Indian GDP (PPP) per capita has been modestly higher than Nepal for quite a while, but the difference was fairly small until the Indian economy began liberalizing. As recently as 1992, one data set shows Nepalese GDP (PPP) at $800 per capita and Indian GDP (PPP) as $1200 per capita — hardly a big difference. India’s geographical and historical advantages, and more importantly, its much larger population, have always given it more growth potential, but the potential started getting unleashed only with liberalization measures in the 1990s. This caused the Indian economy to gallop ahead in relative terms, leading to the current situation where Indian GDP (PPP) per capita is $3800-4000 while that in Nepal is $1300-1500.

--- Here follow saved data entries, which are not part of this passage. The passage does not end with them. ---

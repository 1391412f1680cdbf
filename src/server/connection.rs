// Connection handling module
// Accepts a TCP connection, enforces the connection limit and serves it

use hyper::server::conn::http1;
use hyper::service::service_fn;
use hyper_util::rt::{TokioIo, TokioTimer};
use std::net::SocketAddr;
use std::sync::atomic::{AtomicUsize, Ordering};
use std::sync::Arc;
use std::time::Duration;
use tokio::net::TcpStream;

use crate::handler;
use crate::logger;
use crate::state::AppState;

/// Accept a connection unless the limit is reached, then serve it on a local task.
pub fn accept_connection(
    stream: TcpStream,
    peer_addr: SocketAddr,
    state: &Arc<AppState>,
    conn_counter: &Arc<AtomicUsize>,
) {
    // Increment first, then check, so concurrent accepts cannot overshoot
    let prev_count = conn_counter.fetch_add(1, Ordering::SeqCst);

    if let Some(max_conn) = state.config.performance.max_connections {
        if prev_count >= usize::try_from(max_conn).unwrap_or(usize::MAX) {
            conn_counter.fetch_sub(1, Ordering::SeqCst);
            logger::log_warning(&format!(
                "Max connections reached: {prev_count}/{max_conn}. Connection rejected."
            ));
            drop(stream);
            return;
        }
    }

    if state.config.logging.access_log {
        logger::log_connection_accepted(&peer_addr);
    }

    serve_connection(stream, peer_addr, Arc::clone(state), Arc::clone(conn_counter));
}

/// Serve HTTP/1.1 on `stream` until the client closes or goes quiet.
///
/// Only waiting for request headers is timed: `read_timeout` bounds both the
/// header read and the idle gap between keep-alive requests. Response bodies
/// are written at whatever pace the client reads them.
fn serve_connection(
    stream: TcpStream,
    peer_addr: SocketAddr,
    state: Arc<AppState>,
    conn_counter: Arc<AtomicUsize>,
) {
    tokio::task::spawn_local(async move {
        let io = TokioIo::new(stream);

        let performance = &state.config.performance;
        let mut builder = http1::Builder::new();
        builder
            .timer(TokioTimer::new())
            .header_read_timeout(Duration::from_secs(performance.read_timeout))
            .keep_alive(performance.keep_alive);

        let service_state = Arc::clone(&state);
        let conn = builder.serve_connection(
            io,
            service_fn(move |req| handler::handle_request(req, Arc::clone(&service_state), peer_addr)),
        );

        if let Err(err) = conn.await {
            if err.is_timeout() {
                logger::log_info(&format!(
                    "Closed idle connection from {peer_addr} after {} seconds",
                    performance.read_timeout
                ));
            } else {
                logger::log_connection_error(&err);
            }
        }

        conn_counter.fetch_sub(1, Ordering::SeqCst);
    });
}
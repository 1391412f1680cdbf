use asset_server::config::Config;
use asset_server::state::AppState;
use asset_server::{logger, server};
use std::sync::Arc;

fn main() -> Result<(), Box<dyn std::error::Error>> {
    // Optional first argument: config file path without extension
    let config_path = std::env::args().nth(1).unwrap_or_else(|| "config".to_string());
    let cfg = Config::load_from(&config_path)?;
    logger::init(&cfg)?;

    // Create Tokio runtime, thread count from the workers setting
    let mut runtime_builder = tokio::runtime::Builder::new_multi_thread();
    runtime_builder.enable_all();

    if let Some(workers) = cfg.server.workers {
        runtime_builder.worker_threads(workers);
    }

    let runtime = runtime_builder.build()?;
    runtime.block_on(async_main(cfg))
}

async fn async_main(cfg: Config) -> Result<(), Box<dyn std::error::Error>> {
    let addr = cfg.get_socket_addr()?;
    let listener = server::bind_listener(addr)?;
    let state = Arc::new(AppState::new(&cfg));

    server::start_signal_handler(Arc::clone(&state.shutdown_signal))?;
    logger::log_server_start(&addr, &cfg);

    // LocalSet for spawn_local support
    let local = tokio::task::LocalSet::new();
    local
        .run_until(server::start_server_loop(listener, state))
        .await?;
    Ok(())
}
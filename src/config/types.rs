// Configuration types module
// Defines all configuration-related data structures

use serde::Deserialize;
use std::path::PathBuf;

/// Main configuration structure
#[derive(Debug, Deserialize, Clone)]
pub struct Config {
    pub server: ServerConfig,
    pub logging: LoggingConfig,
    pub performance: PerformanceConfig,
    pub http: HttpConfig,
    #[serde(default)]
    pub routes: RoutesConfig,
    pub assets: AssetsConfig,
}

/// Server configuration
#[derive(Debug, Deserialize, Clone)]
pub struct ServerConfig {
    pub host: String,
    pub port: u16,
    pub workers: Option<usize>,
}

/// Logging configuration
#[derive(Debug, Deserialize, Clone)]
pub struct LoggingConfig {
    pub level: String,
    pub access_log: bool,
    pub show_headers: bool,
    /// Access log format (combined, common or json)
    #[serde(default = "default_access_log_format")]
    pub access_log_format: String,
    /// Access log file path (optional, stdout if not set)
    #[serde(default)]
    pub access_log_file: Option<String>,
    /// Error log file path (optional, stderr if not set)
    #[serde(default)]
    pub error_log_file: Option<String>,
}

#[allow(clippy::missing_const_for_fn)]
fn default_access_log_format() -> String {
    "combined".to_string()
}

/// Performance configuration
#[derive(Debug, Deserialize, Clone)]
pub struct PerformanceConfig {
    /// Serve more than one request per connection
    pub keep_alive: bool,
    /// Seconds allowed for request headers to arrive, including idle keep-alive gaps
    pub read_timeout: u64,
    pub max_connections: Option<u64>,
}

/// HTTP configuration
#[derive(Debug, Deserialize, Clone)]
pub struct HttpConfig {
    pub server_name: String,
    /// Adds `Access-Control-Allow-Origin: *` to every response
    pub enable_cors: bool,
    pub max_body_size: u64,
}

/// Routes configuration
#[derive(Debug, Deserialize, Clone, Default)]
pub struct RoutesConfig {
    /// Health check configuration
    #[serde(default)]
    pub health: HealthConfig,
}

/// Health check configuration
#[derive(Debug, Deserialize, Clone)]
pub struct HealthConfig {
    /// Enable health check endpoints
    #[serde(default = "default_health_enabled")]
    pub enabled: bool,
    /// Liveness probe path (default: /healthz)
    #[serde(default = "default_healthz_path")]
    pub liveness_path: String,
    /// Readiness probe path (default: /readyz)
    #[serde(default = "default_readyz_path")]
    pub readiness_path: String,
}

#[allow(clippy::missing_const_for_fn)]
fn default_health_enabled() -> bool {
    true
}

#[allow(clippy::missing_const_for_fn)]
fn default_healthz_path() -> String {
    "/healthz".to_string()
}

#[allow(clippy::missing_const_for_fn)]
fn default_readyz_path() -> String {
    "/readyz".to_string()
}

impl Default for HealthConfig {
    fn default() -> Self {
        Self {
            enabled: default_health_enabled(),
            liveness_path: default_healthz_path(),
            readiness_path: default_readyz_path(),
        }
    }
}

/// Asset collection locations and listing behavior
#[derive(Debug, Deserialize, Clone)]
pub struct AssetsConfig {
    /// Common base directory for both collections
    pub resources_dir: PathBuf,
    /// Panorama directory, relative to `resources_dir` unless absolute
    pub panorama_dir: PathBuf,
    /// Model directory, relative to `resources_dir` unless absolute
    pub model_dir: PathBuf,
    /// Sort folders and files by name instead of keeping directory order
    #[serde(default)]
    pub sort_entries: bool,
    /// Body returned by `GET /`
    #[serde(default = "default_greeting")]
    pub greeting: String,
}

#[allow(clippy::missing_const_for_fn)]
fn default_greeting() -> String {
    "Hello, World!".to_string()
}

impl AssetsConfig {
    pub fn panorama_root(&self) -> PathBuf {
        self.resources_dir.join(&self.panorama_dir)
    }

    pub fn model_root(&self) -> PathBuf {
        self.resources_dir.join(&self.model_dir)
    }
}
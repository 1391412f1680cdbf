// Listener module
// Binds the TCP listener through socket2 so socket options are set before bind

use socket2::{Domain, Protocol, Socket, Type};
use std::net::SocketAddr;
use tokio::net::TcpListener;

/// Pending connection queue length passed to `listen(2)`
const BACKLOG: i32 = 1024;

/// Create a non-blocking `TcpListener` with `SO_REUSEADDR` enabled,
/// so a restarted server can bind while old sockets sit in `TIME_WAIT`.
pub fn bind_listener(addr: SocketAddr) -> std::io::Result<TcpListener> {
    let domain = if addr.is_ipv4() {
        Domain::IPV4
    } else {
        Domain::IPV6
    };

    let socket = Socket::new(domain, Type::STREAM, Some(Protocol::TCP))?;
    socket.set_reuse_address(true)?;
    socket.set_nonblocking(true)?;
    socket.bind(&addr.into())?;
    socket.listen(BACKLOG)?;

    TcpListener::from_std(socket.into())
}
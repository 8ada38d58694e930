//! In-memory store

use crate::cell::Cell;
use crate::error::Result;
use crate::model::Hash;
use crate::refs::{Ref, RefStatus};
use crate::store::{Loader, Store};
use parking_lot::RwLock;
use std::collections::HashMap;
use std::sync::Arc;
use tracing::debug;

/// A store backed by a hash map. Contents are lost on drop.
#[derive(Default)]
pub struct MemoryStore {
    cells: RwLock<HashMap<Hash, (Arc<Cell>, RefStatus)>>,
}

impl MemoryStore {
    pub fn new() -> Self {
        Self::default()
    }

    pub fn len(&self) -> usize {
        self.cells.read().len()
    }

    pub fn is_empty(&self) -> bool {
        self.len() == 0
    }
}

impl Store for MemoryStore {
    fn ref_for_hash(&self, hash: &Hash, _loader: &Arc<Loader>) -> Result<Option<Ref>> {
        let cells = self.cells.read();
        Ok(cells
            .get(hash)
            .map(|(cell, status)| Ref::direct(cell.clone()).with_status(*status)))
    }

    fn store_ref(&self, r: &Ref, status: RefStatus) -> Result<Ref> {
        let cell = r.value()?;
        let hash = cell.hash();
        let mut cells = self.cells.write();
        let held = match cells.get_mut(&hash) {
            Some((_, existing)) => {
                *existing = (*existing).max(status);
                *existing
            }
            None => {
                debug!(hash = %hash.short(), %status, "storing cell");
                cells.insert(hash, (cell.clone(), status));
                status
            }
        };
        Ok(Ref::direct(cell).with_status(held.max(r.status())))
    }

    fn status_of(&self, hash: &Hash) -> Result<Option<RefStatus>> {
        Ok(self.cells.read().get(hash).map(|(_, s)| *s))
    }
}
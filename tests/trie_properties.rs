//! Map and set behaviour checked against std collections
//!
//! Run with:
//! ```bash
//! cargo test --test trie_properties
//! ```

use ledger_cells::codec::decode;
use ledger_cells::{persist, Cell, Loader, MemoryStore, RadixMap, RadixSet, Ref, Store};
use proptest::prelude::*;
use std::collections::{BTreeMap, BTreeSet};
use std::sync::Arc;

fn int(i: i64) -> Ref {
    Cell::integer(i).to_ref()
}

fn map_of<'a>(entries: impl IntoIterator<Item = (&'a Vec<u8>, &'a i64)>) -> RadixMap {
    let mut map = RadixMap::new();
    for (k, v) in entries {
        map = map.assoc(k.clone(), int(*v)).unwrap();
    }
    map
}

fn set_of(elements: &BTreeSet<i64>) -> RadixSet {
    RadixSet::from_cells(elements.iter().map(|i| Cell::integer(*i))).unwrap()
}

fn keys_of(map: &RadixMap) -> Vec<Vec<u8>> {
    map.keys().unwrap().into_iter().map(|k| k.to_vec()).collect()
}

fn entries() -> impl Strategy<Value = BTreeMap<Vec<u8>, i64>> {
    prop::collection::btree_map(prop::collection::vec(any::<u8>(), 1..5), any::<i64>(), 0..64)
}

proptest! {
    #[test]
    fn shape_independent_of_insertion_order(model in entries()) {
        let forward = map_of(model.iter());
        let backward = map_of(model.iter().rev());
        prop_assert_eq!(forward.hash(), backward.hash());
        prop_assert_eq!(forward.cell().encoding(), backward.cell().encoding());
    }

    #[test]
    fn iteration_is_sorted(model in entries()) {
        let map = map_of(model.iter().rev());
        let expected: Vec<Vec<u8>> = model.keys().cloned().collect();
        prop_assert_eq!(keys_of(&map), expected);
        prop_assert_eq!(map.count(), model.len() as u64);
        for (i, (k, v)) in model.iter().enumerate() {
            let e = map.entry_at(i as u64).unwrap().unwrap();
            prop_assert_eq!(e.key().as_ref(), k.as_slice());
            prop_assert_eq!(e.value().value().unwrap().as_integer(), Some(*v));
        }
    }

    #[test]
    fn dissoc_matches_model(model in entries(), drop_mask in any::<u64>()) {
        let mut map = map_of(model.iter());
        let mut remaining = model.clone();
        for (i, k) in model.keys().enumerate() {
            if drop_mask & (1 << (i % 64)) != 0 {
                map = map.dissoc(k).unwrap();
                remaining.remove(k);
            }
        }
        let rebuilt = map_of(remaining.iter());
        prop_assert_eq!(map.hash(), rebuilt.hash());
        prop_assert_eq!(map.count(), remaining.len() as u64);
        for k in model.keys() {
            prop_assert_eq!(map.get(k).unwrap().is_some(), remaining.contains_key(k));
        }
    }

    #[test]
    fn prefix_scan_matches_model(model in entries(), prefix in prop::collection::vec(any::<u8>(), 0..2)) {
        let map = map_of(model.iter());
        let found: Vec<Vec<u8>> = map
            .entries_with_prefix(&prefix)
            .unwrap()
            .into_iter()
            .map(|e| e.key().to_vec())
            .collect();
        let expected: Vec<Vec<u8>> = model.keys().filter(|k| k.starts_with(&prefix)).cloned().collect();
        prop_assert_eq!(found, expected);
    }

    #[test]
    fn set_algebra_matches_model(
        a in prop::collection::btree_set(-100i64..100, 0..60),
        b in prop::collection::btree_set(-100i64..100, 0..60),
    ) {
        let (sa, sb) = (set_of(&a), set_of(&b));

        let union: BTreeSet<i64> = a.union(&b).copied().collect();
        let inter: BTreeSet<i64> = a.intersection(&b).copied().collect();
        let left: BTreeSet<i64> = a.difference(&b).copied().collect();
        let right: BTreeSet<i64> = b.difference(&a).copied().collect();

        prop_assert_eq!(sa.union(&sb).unwrap().hash(), set_of(&union).hash());
        prop_assert_eq!(sa.intersect(&sb).unwrap().hash(), set_of(&inter).hash());
        prop_assert_eq!(sa.difference(&sb).unwrap().hash(), set_of(&left).hash());
        prop_assert_eq!(sa.right_difference(&sb).unwrap().hash(), set_of(&right).hash());

        // union and intersection commute
        prop_assert_eq!(sa.union(&sb).unwrap(), sb.union(&sa).unwrap());
        prop_assert_eq!(sa.intersect(&sb).unwrap(), sb.intersect(&sa).unwrap());
        prop_assert_eq!(sa.is_subset(&sb).unwrap(), a.is_subset(&b));
    }
}

#[test]
fn test_delete_collapses_to_canonical_shape() {
    let keys: Vec<Vec<u8>> = vec![vec![0x10], vec![0x1F], vec![0x20]];
    let full = map_of(keys.iter().zip([1i64, 2, 3].iter()));
    let trimmed = full.dissoc(&[0x1F]).unwrap();

    let expected_keys = [vec![0x10u8], vec![0x20]];
    let expected = map_of(expected_keys.iter().zip([1i64, 3].iter()));

    assert_eq!(trimmed.cell().encoding(), expected.cell().encoding());
    assert_eq!(trimmed.hash(), expected.hash());
}

#[test]
fn test_dissoc_everything_gives_empty_map() {
    let model: BTreeMap<Vec<u8>, i64> = (0..50u8).map(|i| (vec![i, i], i as i64)).collect();
    let mut map = map_of(model.iter());
    for k in model.keys() {
        map = map.dissoc(k).unwrap();
    }
    assert!(map.is_empty());
    assert!(map.ptr_eq(&RadixMap::new()));
}

#[test]
fn test_large_map_roundtrips_through_encoding() {
    let model: BTreeMap<Vec<u8>, i64> = (0..400i64)
        .map(|i| (format!("account-{:04}", i).into_bytes(), i * 7))
        .collect();
    let map = map_of(model.iter());

    let decoded = decode(map.cell().encoding()).unwrap();
    assert_eq!(decoded.hash(), map.hash());
    let reloaded = RadixMap::from_cell(decoded).unwrap();
    assert_eq!(reloaded.count(), 400);
    // children beyond the embedding limit are not available offline
    assert!(reloaded.get(b"account-0123").unwrap_err().is_missing_data());
}

#[test]
fn test_large_map_resolves_through_store() {
    let model: BTreeMap<Vec<u8>, i64> = (0..400i64)
        .map(|i| (format!("account-{:04}", i).into_bytes(), i))
        .collect();
    let map = map_of(model.iter());

    let store = Arc::new(MemoryStore::new());
    persist(store.as_ref(), &map.to_ref()).unwrap();

    let loader = Loader::new(store.clone(), 1024).unwrap();
    let remote = RadixMap::from_ref(&loader.soft_ref(map.hash())).unwrap();
    assert_eq!(remote.count(), 400);
    for (k, v) in &model {
        let value = remote.get(k).unwrap().unwrap().value().unwrap();
        assert_eq!(value.as_integer(), Some(*v));
    }
    assert!(store.contains(&map.hash()).unwrap());
}

#[test]
fn test_set_update_through_soft_children() {
    let base: BTreeSet<i64> = (0..300).collect();
    let set = set_of(&base);

    let store = Arc::new(MemoryStore::new());
    persist(store.as_ref(), &set.to_ref()).unwrap();
    let loader = Loader::new(store, 1024).unwrap();

    let decoded = loader.decode(set.cell().encoding()).unwrap();
    let remote = RadixSet::from_cell(decoded).unwrap();
    let extended = remote.conj_cell(Cell::integer(1000)).unwrap();
    let shrunk = extended.disj(&Cell::integer(5).to_ref()).unwrap();

    let mut expected = base.clone();
    expected.insert(1000);
    expected.remove(&5);
    assert_eq!(shrunk.hash(), set_of(&expected).hash());
}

The recency of divergence might explain why Nepal hasn’t caught up with India and also why there aren’t more Nepalese in India: the Nepalese haven’t yet fully adjusted to the knowledge of India being a more attractive destination for economic opportunity. In other words, although India and Nepal have had open borders since forever, the “open borders with a large income disparity” is a relatively recent phenomenon, about as recent as the addition of poorer member states to the European Union. If Indian economic growth continues, we should expect to see Nepalese migration pick up, and I’d also expect that the gap in GDP (PPP) per capita is unlikely to widen beyond the 3X level.

Paul Collier’s diaspora dynamics model suggests that migration flows at any given point in time are far less than what either polling data on migration or economic models (such as John Kennan’s) predict.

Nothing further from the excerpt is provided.